**Exercise details:** Your response must be made up of each line in the data below that contains the string "SimpleFileOptions".

**Information supplied:**
//! Compressed snapshots — a zip archive holding one deflated document.
//!
//! The entry is named after the archive: `backup.zkx` holds `backup.xml`.
//! Files ending in `.xml` are plain documents and skip the container.

use std::fs::File;
use std::io::{BufReader, BufWriter, Read, Seek, Write};
use std::path::Path;

use chrono::NaiveDateTime;
use tracing::debug;
use zip::result::ZipError;
use zip::write::SimpleFileOptions;
use zip::{CompressionMethod, ZipArchive, ZipWriter};

use crate::export::export_snapshot;
use crate::import::{import_snapshot, ImportOptions, ImportOutcome};
use crate::progress::{CancelToken, ProgressSink, RunOutcome};
use crate::storage::Store;
use crate::Result;

/// Extension of a plain snapshot document.
pub const DOCUMENT_EXTENSION: &str = "xml";

/// How a snapshot file is laid out on disk.
#[derive(Debug, Clone, Copy, PartialEq, Eq)]
pub enum SnapshotFormat {
    Plain,
    Compressed,
}

impl SnapshotFormat {
    /// `.xml` is plain; every other extension, or none, is compressed.
    pub fn from_path(path: &Path) -> Self {
        match path.extension().and_then(|e| e.to_str()) {
            Some(ext) if ext.eq_ignore_ascii_case(DOCUMENT_EXTENSION) => SnapshotFormat::Plain,
            _ => SnapshotFormat::Compressed,
        }
    }
}

/// Name of the document entry inside the archive at `path`.
pub fn entry_name_for(path: &Path) -> String {
    path.with_extension(DOCUMENT_EXTENSION)
        .file_name()
        .map(|name| name.to_string_lossy().into_owned())
        .unwrap_or_else(|| format!("snapshot.{DOCUMENT_EXTENSION}"))
}

// ============================================================================
// Streams
// ============================================================================

/// Export into a fresh archive with a single entry named `entry`.
///
/// The container is finalized even when the export is canceled; the document
/// inside is then unterminated and will not import.
pub async fn export_compressed<S: Store, W: Write + Seek>(
    store: &S,
    sink: W,
    entry: &str,
    clock: NaiveDateTime,
    cancel: &CancelToken,
) -> Result<RunOutcome<u64>> {
    let mut zip = ZipWriter::new(sink);
    let options = SimpleFileOptions::default().compression_method(CompressionMethod::Deflated);
    zip.start_file(entry, options)?;

    let outcome = export_snapshot(store, &mut zip, clock, cancel).await?;
    zip.finish()?.flush()?;
    debug!(entry, "archive finalized");
    Ok(outcome)
}

/// Import the document stored under `entry`.
///
/// An archive with a single entry is read whatever that entry is called.
pub async fn import_compressed<S: Store, R: Read + Seek>(
    store: &S,
    source: R,
    entry: &str,
    options: &ImportOptions,
    progress: &mut dyn ProgressSink,
    cancel: &CancelToken,
) -> Result<ImportOutcome> {
    let mut archive = ZipArchive::new(source)?;
    let index = match archive.index_for_name(entry) {
        Some(index) => index,
        None if archive.len() == 1 => 0,
        None => return Err(ZipError::FileNotFound.into()),
    };

    let file = archive.by_index(index)?;
    debug!(entry = file.name(), size = file.size(), "reading archive entry");
    import_snapshot(store, BufReader::new(file), options, progress, cancel).await
}

// ============================================================================
// Paths
// ============================================================================

/// Export to `path`, compressed unless it ends in `.xml`.
pub async fn export_to_path<S: Store>(
    store: &S,
    path: &Path,
    clock: NaiveDateTime,
    cancel: &CancelToken,
) -> Result<RunOutcome<u64>> {
    let file = BufWriter::new(File::create(path)?);
    match SnapshotFormat::from_path(path) {
        SnapshotFormat::Plain => {
            let mut file = file;
            export_snapshot(store, &mut file, clock, cancel).await
        }
        SnapshotFormat::Compressed => {
            export_compressed(store, file, &entry_name_for(path), clock, cancel).await
        }
    }
}

/// Import from `path`, picking the layout the same way `export_to_path` does.
pub async fn import_from_path<S: Store>(
    store: &S,
    path: &Path,
    options: &ImportOptions,
    progress: &mut dyn ProgressSink,
    cancel: &CancelToken,
) -> Result<ImportOutcome> {
    let file = File::open(path)?;
    match SnapshotFormat::from_path(path) {
        SnapshotFormat::Plain => {
            import_snapshot(store, BufReader::new(file), options, progress, cancel).await
        }
        SnapshotFormat::Compressed => {
            import_compressed(store, file, &entry_name_for(path), options, progress, cancel).await
        }
    }
}

#[cfg(test)]
mod tests {
    use super::*;
    use std::io::Cursor;
    use std::path::PathBuf;

    use crate::Error;
    use crate::model::{NodeDraft, NodeKind};
    use crate::progress::NoProgress;
    use crate::storage::MemoryStore;
    use crate::tx::TxMode;

    fn clock() -> NaiveDateTime {
        NaiveDateTime::parse_from_str("2024-03-01 12:30:00", "%Y-%m-%d %H:%M:%S").unwrap()
    }

    async fn seeded() -> MemoryStore {
        let store = MemoryStore::new();
        let mut tx = store.begin_tx(TxMode::ReadWrite).await.unwrap();
        let draft = NodeDraft::new(NodeKind::Term).with_property("title", "Zettel");
        store.insert_node(&mut tx, draft, Some(3)).await.unwrap();
        store.commit_tx(tx).await.unwrap();
        store
    }

    #[test]
    fn test_format_from_path() {
        assert_eq!(SnapshotFormat::from_path(Path::new("a/backup.xml")), SnapshotFormat::Plain);
        assert_eq!(SnapshotFormat::from_path(Path::new("backup.XML")), SnapshotFormat::Plain);
        assert_eq!(SnapshotFormat::from_path(Path::new("backup.zkx")), SnapshotFormat::Compressed);
        assert_eq!(SnapshotFormat::from_path(Path::new("backup")), SnapshotFormat::Compressed);
    }

    #[test]
    fn test_entry_name() {
        assert_eq!(entry_name_for(&PathBuf::from("/tmp/backup.zkx")), "backup.xml");
        assert_eq!(entry_name_for(Path::new("backup")), "backup.xml");
    }

    #[tokio::test]
    async fn test_compressed_round_trip_in_memory() {
        let source = seeded().await;
        let mut buf = Cursor::new(Vec::new());
        let written = export_compressed(&source, &mut buf, "snap.xml", clock(), &CancelToken::new())
            .await
            .unwrap();
        assert_eq!(written, RunOutcome::Completed(1));

        buf.set_position(0);
        let dest = MemoryStore::new();
        let outcome = import_compressed(
            &dest,
            buf,
            "snap.xml",
            &ImportOptions::default(),
            &mut NoProgress,
            &CancelToken::new(),
        )
        .await
        .unwrap();
        assert_eq!(outcome.value().records, 1);
    }

    #[tokio::test]
    async fn test_single_entry_fallback() {
        let source = seeded().await;
        let mut buf = Cursor::new(Vec::new());
        export_compressed(&source, &mut buf, "renamed.xml", clock(), &CancelToken::new())
            .await
            .unwrap();

        buf.set_position(0);
        let dest = MemoryStore::new();
        let outcome = import_compressed(
            &dest,
            buf,
            "expected.xml",
            &ImportOptions::default(),
            &mut NoProgress,
            &CancelToken::new(),
        )
        .await
        .unwrap();
        assert_eq!(outcome.value().records, 1);
    }

    /// Sink whose flush fails once the archive trailer has been written.
    struct TrailerFlushFails(Cursor<Vec<u8>>);

    impl Write for TrailerFlushFails {
        fn write(&mut self, buf: &[u8]) -> std::io::Result<usize> {
            self.0.write(buf)
        }

        fn flush(&mut self) -> std::io::Result<()> {
            let end_of_directory = b"PK\x05\x06";
            if self.0.get_ref().windows(4).any(|w| w == end_of_directory) {
                return Err(std::io::Error::other("disk full"));
            }
            Ok(())
        }
    }

    impl Seek for TrailerFlushFails {
        fn seek(&mut self, pos: std::io::SeekFrom) -> std::io::Result<u64> {
            self.0.seek(pos)
        }
    }

    #[tokio::test]
    async fn test_final_flush_error_surfaces() {
        let source = seeded().await;
        let mut sink = TrailerFlushFails(Cursor::new(Vec::new()));
        let err = export_compressed(&source, &mut sink, "snap.xml", clock(), &CancelToken::new())
            .await
            .unwrap_err();
        assert!(matches!(err, Error::Io(_)));
    }

    #[tokio::test]
    async fn test_not_an_archive() {
        let dest = MemoryStore::new();
        let err = import_compressed(
            &dest,
            Cursor::new(b"<KnowledgeGraph/>".to_vec()),
            "x.xml",
            &ImportOptions::default(),
            &mut NoProgress,
            &CancelToken::new(),
        )
        .await
        .unwrap_err();
        assert!(matches!(err, Error::Archive(_)));
    }
}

**Completed task:**
use zip::write::SimpleFileOptions;
    let options = SimpleFileOptions::default().compression_method(CompressionMethod::Deflated);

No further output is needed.